Prompt> When you reach the line in the listing below that contains "wells (3 x 4)", begin returning lines exactly as written, and stop after the line that contains "pub const ALL: [PlateType;". Return no other lines.

[Input for this task Boundary: Start]

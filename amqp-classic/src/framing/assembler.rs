//! Reassembles 0-10 frames into events

use std::collections::HashMap;

use bytes::{Buf, Bytes, BytesMut};

use super::{
    disassembler::COMMAND_SYNC,
    segment::{Frame, SegmentType},
    ArgumentLayout, ContentHeader, Error, Method, ProtocolEvent,
};

/// An event whose header or body segment has not arrived yet
#[derive(Debug)]
struct PendingEvent {
    method: Method,
    sync: bool,
    header: Option<ContentHeader>,
}

/// Collects frames into segments and segments into events
///
/// Fragments are buffered per channel and segment type, so frames of other
/// channels may be interleaved with a segment that is still arriving.
#[derive(Debug, Default)]
pub struct Assembler {
    fragments: HashMap<(u16, SegmentType), BytesMut>,
    pending: HashMap<u16, PendingEvent>,
}

impl Assembler {
    /// Creates an empty assembler
    pub fn new() -> Self {
        Self::default()
    }

    /// Feeds one frame. Returns an event once its last segment is complete.
    pub fn receive(&mut self, frame: Frame) -> Result<Option<ProtocolEvent>, Error> {
        let key = (frame.channel, frame.segment_type);

        if frame.is_first_frame() {
            if self.fragments.contains_key(&key) {
                return Err(Error::framing(format!(
                    "{:?} segment on channel {} restarted before it was complete",
                    frame.segment_type, frame.channel
                )));
            }
            if frame.is_last_frame() {
                return self.on_segment(&frame, frame.payload.clone());
            }
            self.fragments
                .insert(key, BytesMut::from(&frame.payload[..]));
            return Ok(None);
        }

        let buf = self.fragments.get_mut(&key).ok_or_else(|| {
            Error::framing(format!(
                "continuation of {:?} segment on channel {} without a first frame",
                frame.segment_type, frame.channel
            ))
        })?;
        buf.extend_from_slice(&frame.payload);

        if frame.is_last_frame() {
            let segment = self
                .fragments
                .remove(&key)
                .map(BytesMut::freeze)
                .unwrap_or_default();
            return self.on_segment(&frame, segment);
        }
        Ok(None)
    }

    fn on_segment(
        &mut self,
        frame: &Frame,
        mut segment: Bytes,
    ) -> Result<Option<ProtocolEvent>, Error> {
        let channel = frame.channel;
        match frame.segment_type {
            SegmentType::Control | SegmentType::Command => {
                if self.pending.contains_key(&channel) {
                    return Err(Error::framing(format!(
                        "method on channel {} while content is incomplete",
                        channel
                    )));
                }
                let sync = if frame.segment_type == SegmentType::Command {
                    if segment.remaining() < 2 {
                        return Err(Error::decode("command segment without sync header"));
                    }
                    segment.get_u16() == COMMAND_SYNC
                } else {
                    false
                };
                let method = Method::decode(&mut segment, ArgumentLayout::Segmented)?;
                let pending = PendingEvent {
                    method,
                    sync,
                    header: None,
                };
                if frame.is_last_segment() {
                    Ok(Some(into_event(channel, pending, None)))
                } else {
                    self.pending.insert(channel, pending);
                    Ok(None)
                }
            }
            SegmentType::Header => {
                let pending = self.pending.get_mut(&channel).ok_or_else(|| {
                    Error::framing(format!("header segment without method on channel {}", channel))
                })?;
                pending.header = Some(ContentHeader::decode(&mut segment)?);
                if frame.is_last_segment() {
                    Ok(self
                        .pending
                        .remove(&channel)
                        .map(|pending| into_event(channel, pending, None)))
                } else {
                    Ok(None)
                }
            }
            SegmentType::Body => {
                let pending = self.pending.remove(&channel).ok_or_else(|| {
                    Error::framing(format!("body segment without method on channel {}", channel))
                })?;
                if pending.header.is_none() {
                    return Err(Error::framing("body segment before header segment"));
                }
                Ok(Some(into_event(channel, pending, Some(segment))))
            }
        }
    }
}

fn into_event(channel: u16, pending: PendingEvent, body: Option<Bytes>) -> ProtocolEvent {
    ProtocolEvent {
        channel,
        method: pending.method,
        header: pending.header,
        body: body.filter(|b| !b.is_empty()),
        sync: pending.sync,
    }
}

#[cfg(test)]
mod tests {
    use bytes::Bytes;

    use super::*;
    use crate::framing::{BasicProperties, Disassembler};

    fn deliver(channel: u16, body: &'static [u8]) -> ProtocolEvent {
        let method = Method::BasicDeliver {
            consumer_tag: format!("ctag-{}", channel),
            delivery_tag: channel as u64,
            redelivered: false,
            exchange: "".into(),
            routing_key: "queue".into(),
        };
        ProtocolEvent::new(channel, method).with_content(
            ContentHeader::basic(body.len() as u64, BasicProperties::default()),
            Bytes::from_static(body),
        )
    }

    fn frames(event: &ProtocolEvent, max_frame: u32) -> Vec<Frame> {
        let mut out = Vec::new();
        Disassembler::new(max_frame)
            .unwrap()
            .disassemble(event, &mut out)
            .unwrap();
        out
    }

    #[test]
    fn reassembles_for_every_frame_size() {
        let event = deliver(1, b"the quick brown fox jumps over the lazy dog");
        for max_frame in [9u32, 10, 12, 16, 17, 64, 4096] {
            let mut assembler = Assembler::new();
            let mut out = Vec::new();
            for frame in frames(&event, max_frame) {
                if let Some(event) = assembler.receive(frame).unwrap() {
                    out.push(event);
                }
            }
            assert_eq!(out, vec![event.clone()], "max frame {}", max_frame);
        }
    }

    #[test]
    fn interleaved_channels_are_kept_apart() {
        let a = deliver(1, b"first message body");
        let b = deliver(2, b"second");
        let frames_a = frames(&a, 16);
        let frames_b = frames(&b, 16);

        // alternate frames of the two events
        let mut wire = Vec::new();
        let mut ia = frames_a.into_iter();
        let mut ib = frames_b.into_iter();
        loop {
            match (ia.next(), ib.next()) {
                (None, None) => break,
                (x, y) => wire.extend(x.into_iter().chain(y)),
            }
        }

        let mut assembler = Assembler::new();
        let mut out = Vec::new();
        for frame in wire {
            if let Some(event) = assembler.receive(frame).unwrap() {
                out.push(event);
            }
        }
        assert_eq!(out.len(), 2);
        assert!(out.contains(&a));
        assert!(out.contains(&b));
    }

    #[test]
    fn continuation_without_first_frame_is_rejected() {
        let event = deliver(1, b"0123456789");
        let mut frames = frames(&event, 12);
        frames.remove(0);
        let mut assembler = Assembler::new();
        assert!(matches!(
            assembler.receive(frames.remove(0)),
            Err(Error::FramingError(_))
        ));
    }

    #[test]
    fn sync_flag_survives() {
        let event = ProtocolEvent::new(3, Method::TxCommit).with_sync(true);
        let mut assembler = Assembler::new();
        let mut out = None;
        for frame in frames(&event, 4096) {
            out = assembler.receive(frame).unwrap();
        }
        assert_eq!(out, Some(event));
    }
}
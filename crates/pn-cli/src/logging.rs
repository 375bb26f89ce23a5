//! Tracing subscriber setup

use tracing_subscriber::{layer::SubscriberExt, util::SubscriberInitExt, EnvFilter};

/// Filter used when `RUST_LOG` is unset
#[must_use]
pub fn default_directive(verbose: u8) -> &'static str {
    match verbose {
        0 => "warn",
        1 => "info",
        _ => "debug",
    }
}

/// Install the global subscriber, logging to stderr
///
/// `RUST_LOG` takes precedence over `verbose`. Safe to call more than once;
/// later calls are ignored.
pub fn init(verbose: u8, json: bool) {
    let filter = EnvFilter::try_from_default_env()
        .unwrap_or_else(|_| EnvFilter::new(default_directive(verbose)));

    let registry = tracing_subscriber::registry().with(filter);
    let result = if json {
        registry
            .with(tracing_subscriber::fmt::layer().json().with_writer(std::io::stderr))
            .try_init()
    } else {
        registry
            .with(tracing_subscriber::fmt::layer().with_writer(std::io::stderr))
            .try_init()
    };

    if result.is_err() {
        tracing::debug!("Tracing subscriber already installed");
    }
}
//! Plate geometry and well addressing
//!
//! Provides [`PlateType`], the closed set of supported plate formats, and
//! [`WellId`], the row-letter + column-number well address with the
//! ordering used by the notation encoder.

use crate::error::PlateTypeError;
use serde::{Deserialize, Serialize};
use std::cmp::Ordering;
use std::fmt::{self, Display, Formatter};
use std::str::FromStr;

/// Supported plate formats, named by their total well count
#[derive(Debug, Clone, Copy, PartialEq, Eq, PartialOrd, Ord, Hash, Serialize, Deserialize)]
#[serde(try_from = "u32", into = "u32")]
pub enum PlateType {
    /// 6 wells (2 x 3)
    Wells6,
    /// 12 wells (3 x 4)
    Wells12,
    /// 24 wells (4 x 6)
    Wells24,
    /// 48 wells (6 x 8)
    Wells48,
    /// 96 wells (8 x 12)
    Wells96,
    /// 384 wells (16 x 24)
    Wells384,
}

impl PlateType {
    /// Every supported plate type, smallest first
    pub const ALL: [PlateType; 6] = [
        PlateType::Wells6,
        PlateType::Wells12,
        PlateType::Wells24,
        PlateType::Wells48,
        PlateType::Wells96,
        PlateType::Wells384,
    ];

    /// Total number of wells
    #[inline]
    #[must_use]
    pub const fn well_count(self) -> u32 {
        match self {
            Self::Wells6 => 6,
            Self::Wells12 => 12,
            Self::Wells24 => 24,
            Self::Wells48 => 48,
            Self::Wells96 => 96,
            Self::Wells384 => 384,
        }
    }

    /// Number of rows (lettered from `A`)
    #[inline]
    #[must_use]
    pub const fn rows(self) -> u32 {
        match self {
            Self::Wells6 => 2,
            Self::Wells12 => 3,
            Self::Wells24 => 4,
            Self::Wells48 => 6,
            Self::Wells96 => 8,
            Self::Wells384 => 16,
        }
    }

    /// Number of columns (numbered from 1)
    #[inline]
    #[must_use]
    pub const fn columns(self) -> u32 {
        self.well_count() / self.rows()
    }

    /// Check whether a well id addresses a well on this plate
    #[must_use]
    pub fn contains(self, well: &WellId) -> bool {
        match (well.row_index(), well.column()) {
            (Some(row), Some(col)) => row < self.rows() && col <= self.columns(),
            _ => false,
        }
    }

    /// All well ids of this plate in notation order (row by row)
    pub fn well_ids(self) -> impl Iterator<Item = WellId> {
        let cols = self.columns();
        (0..self.rows()).flat_map(move |row| {
            (0..cols).filter_map(move |col| WellId::from_position(row, col))
        })
    }
}

impl From<PlateType> for u32 {
    fn from(plate: PlateType) -> Self {
        plate.well_count()
    }
}

impl TryFrom<u32> for PlateType {
    type Error = PlateTypeError;

    fn try_from(count: u32) -> Result<Self, Self::Error> {
        Self::ALL
            .into_iter()
            .find(|p| p.well_count() == count)
            .ok_or(PlateTypeError::UnsupportedCount(count))
    }
}

impl FromStr for PlateType {
    type Err = PlateTypeError;

    fn from_str(s: &str) -> Result<Self, Self::Err> {
        if s.is_empty() || !s.bytes().all(|b| b.is_ascii_digit()) {
            return Err(PlateTypeError::NotANumber(s.to_string()));
        }
        let count: u32 = s
            .parse()
            .map_err(|_| PlateTypeError::NotANumber(s.to_string()))?;
        Self::try_from(count)
    }
}

impl Display for PlateType {
    fn fmt(&self, f: &mut Formatter<'_>) -> fmt::Result {
        write!(f, "{}", self.well_count())
    }
}

/// Well address such as `A1` or `P24`
///
/// The codec treats the id as an opaque string. Ordering follows the
/// notation's canonical well order: first character, then the decimal column
/// parsed from the leading digits after it, then the raw text as a final
/// tie-break so that the order is total.
#[derive(Debug, Clone, PartialEq, Eq, Hash, Serialize, Deserialize)]
#[serde(transparent)]
pub struct WellId(String);

impl WellId {
    /// Create from any string
    #[inline]
    #[must_use]
    pub fn new(id: impl Into<String>) -> Self {
        Self(id.into())
    }

    /// Build the id for a 0-based row/column position
    ///
    /// Returns `None` when the row is past `Z`.
    #[must_use]
    pub fn from_position(row: u32, col: u32) -> Option<Self> {
        let letter = u8::try_from(row).ok().filter(|r| *r < 26)?;
        Some(Self(format!("{}{}", char::from(b'A' + letter), col + 1)))
    }

    /// Raw id text
    #[inline]
    #[must_use]
    pub fn as_str(&self) -> &str {
        &self.0
    }

    /// 0-based row index for an uppercase `A`-`Z` row letter
    #[must_use]
    pub fn row_index(&self) -> Option<u32> {
        match self.0.as_bytes().first() {
            Some(b @ b'A'..=b'Z') => Some(u32::from(b - b'A')),
            _ => None,
        }
    }

    /// 1-based column number when everything after the row letter is digits
    #[must_use]
    pub fn column(&self) -> Option<u32> {
        let rest = self.rest();
        if rest.is_empty() || !rest.bytes().all(|b| b.is_ascii_digit()) {
            return None;
        }
        rest.parse().ok().filter(|c| *c >= 1)
    }

    fn rest(&self) -> &str {
        let mut chars = self.0.chars();
        chars.next();
        chars.as_str()
    }

    fn row_key(&self) -> Option<char> {
        self.0.chars().next()
    }

    /// Column parsed from the leading digits only (`A12x` sorts as column 12)
    fn column_key(&self) -> Option<u64> {
        let rest = self.rest();
        let end = rest
            .find(|c: char| !c.is_ascii_digit())
            .unwrap_or(rest.len());
        rest[..end].parse().ok()
    }
}

impl Ord for WellId {
    fn cmp(&self, other: &Self) -> Ordering {
        self.row_key()
            .cmp(&other.row_key())
            .then_with(|| self.column_key().cmp(&other.column_key()))
            .then_with(|| self.0.cmp(&other.0))
    }
}

impl PartialOrd for WellId {
    fn partial_cmp(&self, other: &Self) -> Option<Ordering> {
        Some(self.cmp(other))
    }
}

impl Display for WellId {
    fn fmt(&self, f: &mut Formatter<'_>) -> fmt::Result {
        f.write_str(&self.0)
    }
}

impl From<&str> for WellId {
    fn from(id: &str) -> Self {
        Self(id.to_string())
    }
}

impl From<String> for WellId {
    fn from(id: String) -> Self {
        Self(id)
    }
}

impl AsRef<str> for WellId {
    fn as_ref(&self) -> &str {
        &self.0
    }
}

/// All wells in the rectangle spanned by two corners, row by row
///
/// Corners may be given in any order. Returns `None` if either id is not a
/// letter + column address.
#[must_use]
pub fn wells_in_range(start: &WellId, end: &WellId) -> Option<Vec<WellId>> {
    let (r1, c1) = (start.row_index()?, start.column()?);
    let (r2, c2) = (end.row_index()?, end.column()?);

    let rows = r1.min(r2)..=r1.max(r2);
    let cols = c1.min(c2)..=c1.max(c2);

    Some(
        rows.flat_map(|row| {
            cols.clone()
                .filter_map(move |col| WellId::from_position(row, col - 1))
        })
        .collect(),
    )
}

[Input for this task Boundary: End]

Problem solution>
    /// 12 wells (3 x 4)
    Wells12,
    /// 24 wells (4 x 6)
    Wells24,
    /// 48 wells (6 x 8)
    Wells48,
    /// 96 wells (8 x 12)
    Wells96,
    /// 384 wells (16 x 24)
    Wells384,
}

impl PlateType {
    /// Every supported plate type, smallest first
    pub const ALL: [PlateType; 6] = [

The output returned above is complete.